Roman Teller viola, 1981

August 31, 2006 at 12:08 AM · I'm looking at a viola for a student, and I have in hand a Roman Teller, year 1981. Thoughts?

Replies (8)

August 31, 2006 at 01:29 AM · Hi Laurie;

Roman Teller was pretty much a "shop" name... by the 80s the company was being run by Roman Teller's son-in-law; Rudolf Buchner. Later on, the company was handed to Buchner's son-in-law; Binner. I seem to recall that some of the workmen who produced for the company spanned all three generations of the Teller shop.

The instruments are of the decent Erlangen shop variety. Robust build... a little heavy (especially noticeable in the necks). Usually shaded varnish. Useful for students. They produced a few different models (usually noted on the label). The less expensive types were a model number (I believe starting with a "2", like "model 260" or "model 275"). They also produced slightly more expensive instruments with the designation "MA" or "MA-1A".

Jeffrey

J. S. Holmes Fine Violins, LLC

August 31, 2006 at 02:07 AM · One well-known Chicago shop supposedly took (maybe still does, even) Tellers, regraduated and rebarred them, fixing other small problems, and selling them. In order to make this worthwhile, the underlying object has to be sound and well designed. I don't have the familiarity with Tellers that Jeffrey does, but the ones I've seen have been basically competent instruments. Really, though, the issue is how is the ONE you have, not the ones you don't, right?

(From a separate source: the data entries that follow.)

/*!
Error types used in the library.

Most of these are programmer errors in a logic definition (an arity mismatch, a
missing decomposition rule) rather than run-of-the-mill runtime conditions: a
well-formed logic and a syntactically valid formula never produce an `ErrorKind`.
Bound-exceeded conditions (timeouts, branch/depth limits) are deliberately *not*
part of this enum --- per the failure-semantics design, they are non-fatal and
are surfaced as a [Status](crate::reports::Status) on a [SolveResult](crate::reports::SolveResult)
instead of as an error.

Names of the error enums --- for the most part --- overlap with the area they
come from, and `err::{self}` is imported so call sites can write `err::ErrorKind`.
*/

/// A union of varied error kinds.
#[derive(Clone, Debug, Eq, PartialEq)]
pub enum ErrorKind {
    /// An error while constructing a formula.
    Arity(ArityError),

    /// An error while parsing a formula string.
    Parse(ParseError),

    /// An error registering (or looking up) a logic definition.
    Registration(RegistrationError),

    /// An error matching a signed formula against a rule.
    Match(MatchError),

    /// A saturated branch still contains an unprocessed compound signed formula:
    /// the logic's rule set failed to decompose some sign/connective combination.
    RuleSetIncomplete { sign: String, symbol: String },

    /// An invariant the engine relies on was violated. This should never happen for
    /// a registered (and hence validated) logic definition; treated as a bug.
    InternalInvariantViolated(String),
}

impl std::fmt::Display for ErrorKind {
    fn fmt(&self, f: &mut std::fmt::Formatter<'_>) -> std::fmt::Result {
        match self {
            ErrorKind::Arity(e) => write!(f, "{e}"),
            ErrorKind::Parse(e) => write!(f, "{e}"),
            ErrorKind::Registration(e) => write!(f, "{e}"),
            ErrorKind::Match(e) => write!(f, "{e}"),
            ErrorKind::RuleSetIncomplete { sign, symbol } => write!(
                f,
                "no rule decomposes sign {sign} applied to connective {symbol}"
            ),
            ErrorKind::InternalInvariantViolated(detail) => {
                write!(f, "internal invariant violated: {detail}")
            }
        }
    }
}

impl std::error::Error for ErrorKind {}

/// A mismatch between a connective's declared arity and the subformulas supplied.
#[derive(Clone, Debug, Eq, PartialEq)]
pub struct ArityError {
    pub symbol: String,
    pub expected: usize,
    pub found: usize,
}

impl std::fmt::Display for ArityError {
    fn fmt(&self, f: &mut std::fmt::Formatter<'_>) -> std::fmt::Result {
        write!(
            f,
            "connective {} expects {} operand(s), found {}",
            self.symbol, self.expected, self.found
        )
    }
}

impl From<ArityError> for ErrorKind {
    fn from(e: ArityError) -> Self {
        ErrorKind::Arity(e)
    }
}

/// Errors during parsing, each carrying the byte offset at which they occurred.
#[derive(Clone, Debug, Eq, PartialEq)]
pub enum ParseError {
    /// A token was found where it could not be used, e.g. an infix connective at the
    /// start of an expression.
    UnexpectedToken { position: usize, found: String },

    /// A character (or sequence of characters) did not match any known token.
    UnknownSymbol { position: usize, found: String },

    /// A `(` was never matched by a closing `)`.
    UnterminatedParen { position: usize },

    /// The formula parsed successfully, but input remained afterwards.
    TrailingInput { position: usize },

    /// The input string was empty (or all whitespace).
    EmptyInput,
}

impl std::fmt::Display for ParseError {
    fn fmt(&self, f: &mut std::fmt::Formatter<'_>) -> std::fmt::Result {
        match self {
            ParseError::UnexpectedToken { position, found } => {
                write!(f, "unexpected token '{found}' at position {position}")
            }
            ParseError::UnknownSymbol { position, found } => {
                write!(f, "unknown symbol '{found}' at position {position}")
            }
            ParseError::UnterminatedParen { position } => {
                write!(f, "unterminated '(' opened at position {position}")
            }
            ParseError::TrailingInput { position } => {
                write!(f, "trailing input starting at position {position}")
            }
            ParseError::EmptyInput => write!(f, "empty input"),
        }
    }
}

impl From<ParseError> for ErrorKind {
    fn from(e: ParseError) -> Self {
        ErrorKind::Parse(e)
    }
}

/// Errors registering or looking up a [LogicDefinition](crate::logic::LogicDefinition).
#[derive(Clone, Debug, Eq, PartialEq)]
pub enum RegistrationError {
    /// No logic is registered under the requested name.
    UnknownLogic(String),

    /// A logic is already registered under this name.
    DuplicateLogic(String),

    /// A requested sign is not in the logic's sign alphabet.
    UnknownSign(String),

    /// A rule's premise sign is not in the logic's declared sign alphabet.
    PremiseSignNotInAlphabet { rule: String, sign: String },

    /// No rule decomposes some sign applied to some declared connective.
    MissingDecomposition { sign: String, symbol: String },

    /// The logic declares no designated signs, making "satisfiable" undefined.
    NoDesignatedSigns,

    /// The logic declares no contradicting sign pairs, making closure impossible.
    NoContradictions,
}

impl std::fmt::Display for RegistrationError {
    fn fmt(&self, f: &mut std::fmt::Formatter<'_>) -> std::fmt::Result {
        match self {
            RegistrationError::UnknownLogic(name) => write!(f, "unknown logic '{name}'"),
            RegistrationError::DuplicateLogic(name) => {
                write!(f, "a logic named '{name}' is already registered")
            }
            RegistrationError::UnknownSign(sign) => write!(f, "unknown sign '{sign}'"),
            RegistrationError::PremiseSignNotInAlphabet { rule, sign } => write!(
                f,
                "rule '{rule}' has premise sign '{sign}' outside the sign alphabet"
            ),
            RegistrationError::MissingDecomposition { sign, symbol } => write!(
                f,
                "no rule decomposes sign {sign} applied to connective {symbol}"
            ),
            RegistrationError::NoDesignatedSigns => {
                write!(f, "the sign system declares no designated signs")
            }
            RegistrationError::NoContradictions => write!(
                f,
                "the sign system declares no contradicting sign pairs; closure would be impossible"
            ),
        }
    }
}

impl From<RegistrationError> for ErrorKind {
    fn from(e: RegistrationError) -> Self {
        ErrorKind::Registration(e)
    }
}

/// Errors from the [rule matcher](crate::matcher).
#[derive(Clone, Debug, Eq, PartialEq)]
pub enum MatchError {
    /// The rule's premise sign does not match the signed formula's sign.
    SignMismatch,

    /// The rule's premise shape does not match the formula's connective (or
    /// atom/compound kind).
    ShapeMismatch,

    /// The same metavariable was bound to two different subformulas.
    InconsistentBinding { metavariable: String },
}

impl std::fmt::Display for MatchError {
    fn fmt(&self, f: &mut std::fmt::Formatter<'_>) -> std::fmt::Result {
        match self {
            MatchError::SignMismatch => write!(f, "premise sign does not match"),
            MatchError::ShapeMismatch => write!(f, "premise shape does not match"),
            MatchError::InconsistentBinding { metavariable } => write!(
                f,
                "metavariable {metavariable} bound to inconsistent subformulas"
            ),
        }
    }
}

impl From<MatchError> for ErrorKind {
    fn from(e: MatchError) -> Self {
        ErrorKind::Match(e)
    }
}
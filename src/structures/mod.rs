//! Key structures: atoms, formulas, connectives, signs, truth values, and signed formulas.
//!
//! # Formulas
//!
//! A [formula](formula) is either an atom or a connective applied to subformulas, built
//! and hash-consed through a [FormulaArena](formula::FormulaArena) so that structural
//! equality reduces to pointer identity.
//!
//! # Signs and truth values
//!
//! A [sign](sign) asserts the semantic status of a formula on a tableau branch (`T`,
//! `F`, `U`, `M`, `N`, ...); a [truth value](truth_value) is an element of a logic's
//! semantic domain, used only for model extraction and validation, never by the engine
//! itself. Both alphabets are declared per [logic definition](crate::logic::LogicDefinition)
//! rather than hardcoded, so that classical, weak-Kleene, and four-valued logics share
//! this one set of types.
//!
//! # Signed formulas
//!
//! A [signed formula](signed_formula::SignedFormula) --- a `(sign, formula)` pair --- is
//! the atomic unit flowing through the [tableau engine](crate::tableau).

pub mod atom;
pub mod connective;
pub mod formula;
pub mod sign;
pub mod signed_formula;
pub mod truth_value;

August 31, 2006 at 05:39 AM · It appears this is one of the less expensive variety...a 255 model. It sounds nice, but hmmmm. Heavy. Hard for me to tell because I don't play the viola really!

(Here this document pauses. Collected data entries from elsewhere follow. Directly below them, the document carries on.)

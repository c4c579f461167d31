use tableaux::config::Config;
use tableaux::context::Context;

/// Solves a formula under each built-in logic and prints every model found.
fn main() {
    let mut ctx = Context::with_builtin_logics();
    let config = Config::default();

    for (logic, formula_text, sign) in [
        ("classical", "p | q", "T"),
        ("weak-kleene", "p & ~p", "U"),
        ("four-valued", "p & ~p", "M"),
    ] {
        let formula = ctx.parse(logic, formula_text).expect("formula parses");
        let result = ctx
            .solve(logic, formula, Some(sign), &config)
            .expect("built-in logics never fail to decompose a well-formed formula");

        println!("{logic}: {formula_text} under {sign} -- satisfiable: {}", result.satisfiable);
        for model in &result.models {
            let rendering = model
                .0
                .iter()
                .map(|(atom, value)| format!("{atom}={value}"))
                .collect::<Vec<_>>()
                .join(" ");
            println!("  {rendering}");
        }
    }
}
/*!
A table-driven generator for tableau decomposition rules.

Many-valued signed tableaux (after Carnielli) decompose `s : c(A1, ..., An)` by
enumerating every tuple of operand signs whose truth function evaluates to `s`,
and branching over those tuples (one branch per tuple, the tuple's signed
subformulas as that branch's extension). Classical two-valued tableaux are the
special case where every premise sign has exactly one such tuple, i.e. every
rule turns out to be an α-rule. Building rules this way --- from the semantic
function rather than by hand --- guarantees the coverage contract checked at
registration (every sign/connective pair gets a rule) for free, and ties each
rule directly to the truth table it implements.
*/

use crate::rules::{meta, RuleKind, SignedPattern, TableauRule};
use crate::structures::sign::Sign;

/// Generates one [TableauRule] per sign in `signs`, decomposing `connective` (whose
/// declared arity is `operand_names.len()`) according to `value_fn`.
pub fn rules_from_semantics(
    signs: &[Sign],
    connective: &str,
    operand_names: &[&str],
    value_fn: impl Fn(&[Sign]) -> Sign,
    priority: i32,
) -> Vec<TableauRule> {
    let arity = operand_names.len();
    let tuples = cartesian_power(signs, arity);

    signs
        .iter()
        .map(|premise_sign| {
            let conclusions: Vec<Vec<SignedPattern>> = tuples
                .iter()
                .filter(|tuple| &value_fn(tuple) == premise_sign)
                .map(|tuple| {
                    operand_names
                        .iter()
                        .zip(tuple.iter())
                        .map(|(name, sign)| SignedPattern::new(sign.clone(), meta(name)))
                        .collect()
                })
                .collect();

            let kind = if conclusions.len() <= 1 {
                RuleKind::Alpha
            } else {
                RuleKind::Beta
            };

            TableauRule {
                name: format!("{premise_sign}{connective}"),
                kind,
                premise: SignedPattern::new(
                    premise_sign.clone(),
                    crate::rules::shape(connective, operand_names),
                ),
                conclusions,
                priority,
            }
        })
        .collect()
}

/// All tuples of length `n` drawn from `values`, in lexicographic order of `values`.
fn cartesian_power(values: &[Sign], n: usize) -> Vec<Vec<Sign>> {
    if n == 0 {
        return vec![vec![]];
    }

    let smaller = cartesian_power(values, n - 1);
    let mut tuples = Vec::with_capacity(smaller.len() * values.len());
    for value in values {
        for prefix in &smaller {
            let mut tuple = prefix.clone();
            tuple.push(value.clone());
            tuples.push(tuple);
        }
    }
    tuples
}

#[cfg(test)]
mod tests {
    use super::*;

    #[test]
    fn cartesian_power_has_expected_size() {
        let signs = vec![Sign::new("T"), Sign::new("F"), Sign::new("U")];
        assert_eq!(cartesian_power(&signs, 2).len(), 9);
        assert_eq!(cartesian_power(&signs, 0).len(), 1);
    }

    #[test]
    fn bijective_unary_function_yields_only_alpha_rules() {
        let t = Sign::new("T");
        let f = Sign::new("F");
        let signs = vec![t.clone(), f.clone()];
        let negate = |tuple: &[Sign]| if tuple[0] == t { f.clone() } else { t.clone() };

        let rules = rules_from_semantics(&signs, "~", &["A"], negate, 0);
        assert_eq!(rules.len(), 2);
        assert!(rules.iter().all(|r| r.kind == RuleKind::Alpha));
    }
}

August 31, 2006 at 01:43 PM · ...I think it depends on the student a lot...if they're slight of build, they might not want a heavy instrument...

...if they're large of build it might suit them better to play something more substantial...I've met a couple of men violists who've mentioned that...

August 31, 2006 at 03:35 PM · I have a Roman Teller MA violin, made in 1978. When I bought it, I was under the impression that it was one of the last violins that he hand made before dying, but since then I have read (on the Internet, so it *can't* be wrong) that he actually died in 1974, so it is likely a workshop violin. I can't actually confirm this through my own research. I had it appraised for around $4K a few years ago, but the appraisal only said "bears the label Roman Teller MA" (which anyone can see by looking inside!) and didn't offer an opinion about whether it was made by Mr. Teller or not.

My violin was described as being incredibly heavy by a well-known violin teacher I had a lesson with this last year. Using a not-terribly-finely-calibrated kitchen scale, I determined that it weighs about an ounce more than most violins, and about two ounces more than the lightest violins. That didn't seem to be a big deal to me. What is true though, is that it has a very thick neck, which normally doesn't bother me, but on some pieces with awkward fingering, causes/exaggerates pain in my hand and fingers. I have only recently found out that I can have the neck of my Roman Teller made smaller, and have been assured that this won't be detrimental to the value of the violin! So I am looking into doing that.

I'm interested in this thread because I've not found a lot of information on Roman Teller instruments on my own.

September 1, 2006 at 09:45 PM · "I have a Roman Teller MA violin, made in 1978. When I bought it, I was under the impression that it was one of the last violins that he hand made before dying, but since then I have read (on the Internet, so it *can't* be wrong) that he actually died in 1974, so it is likely a workshop violin"

Like Roth instruments, or Collin-Mezin, if the instrument was made while Teller was alive, or not, it would still be a "workshop violin". It's how many of these businesses were set up... and still are, for that matter. The master ran the shop and was responsible for the quality control of the product, but may not have had much (if anything) to do with the actual labor. When Teller died, the name was passed along to the new owner, in this case a relative (just as the Roth business was passed along to relatives). As I mentioned above, it is my understanding that some of the makers (laborers) who worked for the shop spanned all three generations of the Teller business.

Jeffrey

J. S. Holmes Fine Violins, LLC (Ann Arbor)

September 1, 2006 at 09:39 PM · I remember the name from catalogs in the late 70s or early 80s, probably either Shar or Weinkrantz. They seemed to be portrayed as a step up from the really cheap bad ones that were the other mail order alternative. It wasn't like today where every possible niche is filled to capacity. There were two kinds of shoe strings in those days, the flat limp kind and the round stiff kind. Brown or black. White for nurses.

September 1, 2006 at 09:56 PM · "I remember the name from catalogs in the late 70s or early 80s, probably either Shar or Weinkrantz."

Yes, Jim.

In the US (mailorder), Phil W. carried them as did Shar (still did for a while when I was there... which is why I know about the Teller business history) and a music supplier by the name of Ideal. They were kind of the "Chevy" of student fiddles at the time. Reliable.